## What you need to do:
Reduce the material below to its lines containing "usize".
━━━━━━━━
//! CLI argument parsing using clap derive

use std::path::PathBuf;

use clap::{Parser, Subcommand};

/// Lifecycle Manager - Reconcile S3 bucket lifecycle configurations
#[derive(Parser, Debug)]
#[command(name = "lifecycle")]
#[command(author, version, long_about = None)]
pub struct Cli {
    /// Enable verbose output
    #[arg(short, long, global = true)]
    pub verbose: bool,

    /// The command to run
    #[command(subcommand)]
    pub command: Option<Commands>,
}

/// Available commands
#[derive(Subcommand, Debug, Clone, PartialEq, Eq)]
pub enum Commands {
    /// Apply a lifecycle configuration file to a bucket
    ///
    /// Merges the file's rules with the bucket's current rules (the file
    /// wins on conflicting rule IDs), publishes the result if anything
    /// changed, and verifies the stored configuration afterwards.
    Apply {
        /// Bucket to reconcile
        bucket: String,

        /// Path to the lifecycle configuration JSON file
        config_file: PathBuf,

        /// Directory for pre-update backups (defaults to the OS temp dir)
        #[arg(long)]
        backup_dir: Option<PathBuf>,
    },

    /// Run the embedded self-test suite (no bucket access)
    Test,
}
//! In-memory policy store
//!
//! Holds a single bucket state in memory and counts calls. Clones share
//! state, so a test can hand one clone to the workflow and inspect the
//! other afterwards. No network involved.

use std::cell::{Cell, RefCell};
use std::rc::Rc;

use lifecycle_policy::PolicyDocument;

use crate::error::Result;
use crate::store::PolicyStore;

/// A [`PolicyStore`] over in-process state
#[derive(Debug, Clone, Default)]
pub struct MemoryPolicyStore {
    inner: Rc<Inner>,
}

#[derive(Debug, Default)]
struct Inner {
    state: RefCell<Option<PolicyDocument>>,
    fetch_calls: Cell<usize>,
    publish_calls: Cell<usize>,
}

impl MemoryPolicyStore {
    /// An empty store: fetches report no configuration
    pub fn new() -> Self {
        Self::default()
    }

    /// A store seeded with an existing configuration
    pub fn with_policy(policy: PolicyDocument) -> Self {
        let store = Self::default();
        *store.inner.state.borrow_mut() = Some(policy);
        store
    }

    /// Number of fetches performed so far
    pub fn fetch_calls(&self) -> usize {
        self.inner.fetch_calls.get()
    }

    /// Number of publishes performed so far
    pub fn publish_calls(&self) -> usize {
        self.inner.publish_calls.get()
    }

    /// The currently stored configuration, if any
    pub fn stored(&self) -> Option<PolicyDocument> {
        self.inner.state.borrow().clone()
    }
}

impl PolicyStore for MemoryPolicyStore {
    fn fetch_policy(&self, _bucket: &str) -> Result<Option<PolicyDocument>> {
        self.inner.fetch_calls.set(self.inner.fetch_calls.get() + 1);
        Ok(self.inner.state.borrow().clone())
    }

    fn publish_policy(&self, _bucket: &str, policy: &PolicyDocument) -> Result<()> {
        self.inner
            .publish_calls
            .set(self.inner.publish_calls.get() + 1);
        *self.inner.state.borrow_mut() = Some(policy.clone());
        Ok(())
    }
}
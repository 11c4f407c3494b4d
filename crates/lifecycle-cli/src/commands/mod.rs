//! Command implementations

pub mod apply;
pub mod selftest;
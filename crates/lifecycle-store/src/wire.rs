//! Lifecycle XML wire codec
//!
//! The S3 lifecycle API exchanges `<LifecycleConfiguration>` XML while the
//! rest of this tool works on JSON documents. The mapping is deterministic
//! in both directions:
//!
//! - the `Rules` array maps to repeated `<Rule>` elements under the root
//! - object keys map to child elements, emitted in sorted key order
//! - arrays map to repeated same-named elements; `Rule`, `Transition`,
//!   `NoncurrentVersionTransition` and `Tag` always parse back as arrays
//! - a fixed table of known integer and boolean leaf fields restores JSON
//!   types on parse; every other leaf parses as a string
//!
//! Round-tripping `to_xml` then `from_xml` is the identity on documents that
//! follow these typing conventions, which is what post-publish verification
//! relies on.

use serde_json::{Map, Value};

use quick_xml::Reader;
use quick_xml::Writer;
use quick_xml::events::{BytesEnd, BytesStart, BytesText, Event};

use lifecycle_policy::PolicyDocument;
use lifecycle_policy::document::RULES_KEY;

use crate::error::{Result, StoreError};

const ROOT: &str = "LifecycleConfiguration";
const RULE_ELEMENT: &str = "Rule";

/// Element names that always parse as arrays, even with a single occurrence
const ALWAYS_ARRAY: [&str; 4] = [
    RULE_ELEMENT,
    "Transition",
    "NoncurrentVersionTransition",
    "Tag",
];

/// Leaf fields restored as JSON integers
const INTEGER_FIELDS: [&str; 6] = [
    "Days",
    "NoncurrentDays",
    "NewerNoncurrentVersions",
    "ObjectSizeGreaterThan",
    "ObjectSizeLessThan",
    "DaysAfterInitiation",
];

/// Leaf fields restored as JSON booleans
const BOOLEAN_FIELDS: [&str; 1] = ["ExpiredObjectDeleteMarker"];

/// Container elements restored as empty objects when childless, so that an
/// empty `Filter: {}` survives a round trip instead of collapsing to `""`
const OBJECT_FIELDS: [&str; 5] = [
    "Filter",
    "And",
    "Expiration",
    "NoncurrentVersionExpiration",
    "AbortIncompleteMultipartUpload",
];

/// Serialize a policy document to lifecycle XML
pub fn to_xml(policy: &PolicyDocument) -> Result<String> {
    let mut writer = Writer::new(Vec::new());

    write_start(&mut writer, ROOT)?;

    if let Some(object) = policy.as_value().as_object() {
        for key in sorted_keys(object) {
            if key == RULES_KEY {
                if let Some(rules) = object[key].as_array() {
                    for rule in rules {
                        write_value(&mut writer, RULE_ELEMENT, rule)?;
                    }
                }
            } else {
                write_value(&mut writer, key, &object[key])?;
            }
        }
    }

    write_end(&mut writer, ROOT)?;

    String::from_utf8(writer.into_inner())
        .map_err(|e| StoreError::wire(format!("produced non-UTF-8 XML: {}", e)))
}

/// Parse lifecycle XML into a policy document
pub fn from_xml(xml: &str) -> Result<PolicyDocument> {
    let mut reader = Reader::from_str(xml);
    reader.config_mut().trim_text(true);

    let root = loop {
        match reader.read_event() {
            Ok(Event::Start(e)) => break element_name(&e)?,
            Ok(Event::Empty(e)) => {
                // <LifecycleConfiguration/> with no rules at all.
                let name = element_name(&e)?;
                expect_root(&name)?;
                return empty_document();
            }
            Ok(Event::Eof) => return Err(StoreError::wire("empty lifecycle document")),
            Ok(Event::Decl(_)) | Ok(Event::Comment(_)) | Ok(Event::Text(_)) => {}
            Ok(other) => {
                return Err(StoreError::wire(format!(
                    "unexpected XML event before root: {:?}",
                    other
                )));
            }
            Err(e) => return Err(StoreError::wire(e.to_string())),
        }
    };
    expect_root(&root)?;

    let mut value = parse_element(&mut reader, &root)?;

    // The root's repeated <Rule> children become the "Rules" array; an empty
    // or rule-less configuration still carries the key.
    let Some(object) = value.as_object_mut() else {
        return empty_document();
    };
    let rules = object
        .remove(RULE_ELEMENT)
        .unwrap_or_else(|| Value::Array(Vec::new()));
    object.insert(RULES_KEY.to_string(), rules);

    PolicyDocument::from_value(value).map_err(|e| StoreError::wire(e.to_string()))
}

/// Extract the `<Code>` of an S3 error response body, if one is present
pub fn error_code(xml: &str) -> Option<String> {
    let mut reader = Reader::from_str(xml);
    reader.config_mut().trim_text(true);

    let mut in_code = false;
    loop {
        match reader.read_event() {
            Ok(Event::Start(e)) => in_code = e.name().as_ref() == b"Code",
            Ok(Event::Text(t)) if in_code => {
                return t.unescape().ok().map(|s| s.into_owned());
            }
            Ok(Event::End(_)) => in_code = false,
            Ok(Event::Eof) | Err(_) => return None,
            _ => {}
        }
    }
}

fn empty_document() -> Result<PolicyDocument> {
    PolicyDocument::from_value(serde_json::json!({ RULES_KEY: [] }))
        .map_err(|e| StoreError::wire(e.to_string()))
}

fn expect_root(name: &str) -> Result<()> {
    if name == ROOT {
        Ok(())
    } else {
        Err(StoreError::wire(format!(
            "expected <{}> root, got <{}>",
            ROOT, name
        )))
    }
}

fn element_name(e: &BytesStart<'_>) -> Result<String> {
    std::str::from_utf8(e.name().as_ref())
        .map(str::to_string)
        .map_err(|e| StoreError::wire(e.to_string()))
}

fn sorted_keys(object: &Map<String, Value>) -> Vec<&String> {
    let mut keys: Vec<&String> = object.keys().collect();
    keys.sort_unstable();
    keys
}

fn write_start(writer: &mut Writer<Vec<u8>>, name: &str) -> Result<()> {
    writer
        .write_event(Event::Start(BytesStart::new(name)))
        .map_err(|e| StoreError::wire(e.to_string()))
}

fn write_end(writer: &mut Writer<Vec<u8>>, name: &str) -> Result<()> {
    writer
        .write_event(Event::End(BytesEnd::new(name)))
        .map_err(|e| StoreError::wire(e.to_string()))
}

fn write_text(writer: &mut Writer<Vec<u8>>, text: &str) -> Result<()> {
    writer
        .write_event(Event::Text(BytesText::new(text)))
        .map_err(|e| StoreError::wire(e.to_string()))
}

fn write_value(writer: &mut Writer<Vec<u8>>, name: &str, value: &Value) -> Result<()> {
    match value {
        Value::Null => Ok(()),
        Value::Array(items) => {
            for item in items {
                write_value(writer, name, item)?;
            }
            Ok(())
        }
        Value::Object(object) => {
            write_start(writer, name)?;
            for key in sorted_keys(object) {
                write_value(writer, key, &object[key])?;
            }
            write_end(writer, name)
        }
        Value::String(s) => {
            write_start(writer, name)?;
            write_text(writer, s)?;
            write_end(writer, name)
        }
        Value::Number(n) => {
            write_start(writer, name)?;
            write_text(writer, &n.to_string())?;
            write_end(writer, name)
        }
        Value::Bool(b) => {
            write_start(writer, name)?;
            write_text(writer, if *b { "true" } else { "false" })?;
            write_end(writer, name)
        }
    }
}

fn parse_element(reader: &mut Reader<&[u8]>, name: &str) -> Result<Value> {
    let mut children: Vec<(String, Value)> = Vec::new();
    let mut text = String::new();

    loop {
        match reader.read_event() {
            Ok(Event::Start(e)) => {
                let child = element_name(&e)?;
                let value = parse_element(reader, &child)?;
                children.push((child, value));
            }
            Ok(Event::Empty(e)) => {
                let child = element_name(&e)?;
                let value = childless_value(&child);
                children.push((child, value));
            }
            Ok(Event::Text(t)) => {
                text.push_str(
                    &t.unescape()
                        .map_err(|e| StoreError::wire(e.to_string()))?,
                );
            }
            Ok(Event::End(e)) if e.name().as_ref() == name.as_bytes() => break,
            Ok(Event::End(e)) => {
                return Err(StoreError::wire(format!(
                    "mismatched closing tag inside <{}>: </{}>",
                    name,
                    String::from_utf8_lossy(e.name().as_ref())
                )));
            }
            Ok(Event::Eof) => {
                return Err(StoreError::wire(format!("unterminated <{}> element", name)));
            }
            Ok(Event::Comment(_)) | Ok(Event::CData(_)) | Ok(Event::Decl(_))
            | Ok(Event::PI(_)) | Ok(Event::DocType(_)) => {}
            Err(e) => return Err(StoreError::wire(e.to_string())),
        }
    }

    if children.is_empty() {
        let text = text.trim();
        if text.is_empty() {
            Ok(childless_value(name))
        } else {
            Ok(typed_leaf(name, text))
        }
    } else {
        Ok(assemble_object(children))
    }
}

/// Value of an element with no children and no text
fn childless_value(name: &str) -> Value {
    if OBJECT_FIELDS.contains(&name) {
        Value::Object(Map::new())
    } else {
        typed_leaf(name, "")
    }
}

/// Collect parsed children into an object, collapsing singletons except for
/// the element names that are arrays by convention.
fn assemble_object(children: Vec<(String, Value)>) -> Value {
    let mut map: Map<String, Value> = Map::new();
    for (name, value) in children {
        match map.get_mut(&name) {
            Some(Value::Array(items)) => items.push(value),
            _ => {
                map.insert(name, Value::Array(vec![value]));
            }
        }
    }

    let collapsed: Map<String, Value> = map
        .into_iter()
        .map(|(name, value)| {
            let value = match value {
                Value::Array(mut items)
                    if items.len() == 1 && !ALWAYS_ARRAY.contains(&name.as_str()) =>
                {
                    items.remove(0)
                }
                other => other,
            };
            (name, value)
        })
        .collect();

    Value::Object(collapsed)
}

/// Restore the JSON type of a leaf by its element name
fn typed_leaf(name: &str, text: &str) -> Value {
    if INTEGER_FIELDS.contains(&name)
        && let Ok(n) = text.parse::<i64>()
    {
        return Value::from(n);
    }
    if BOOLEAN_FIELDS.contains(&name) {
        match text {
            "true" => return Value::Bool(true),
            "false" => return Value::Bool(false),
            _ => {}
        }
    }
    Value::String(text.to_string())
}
━━━━━━━━
## Answer for this exercise:
    fetch_calls: Cell<usize>,
    publish_calls: Cell<usize>,
    pub fn fetch_calls(&self) -> usize {
    pub fn publish_calls(&self) -> usize {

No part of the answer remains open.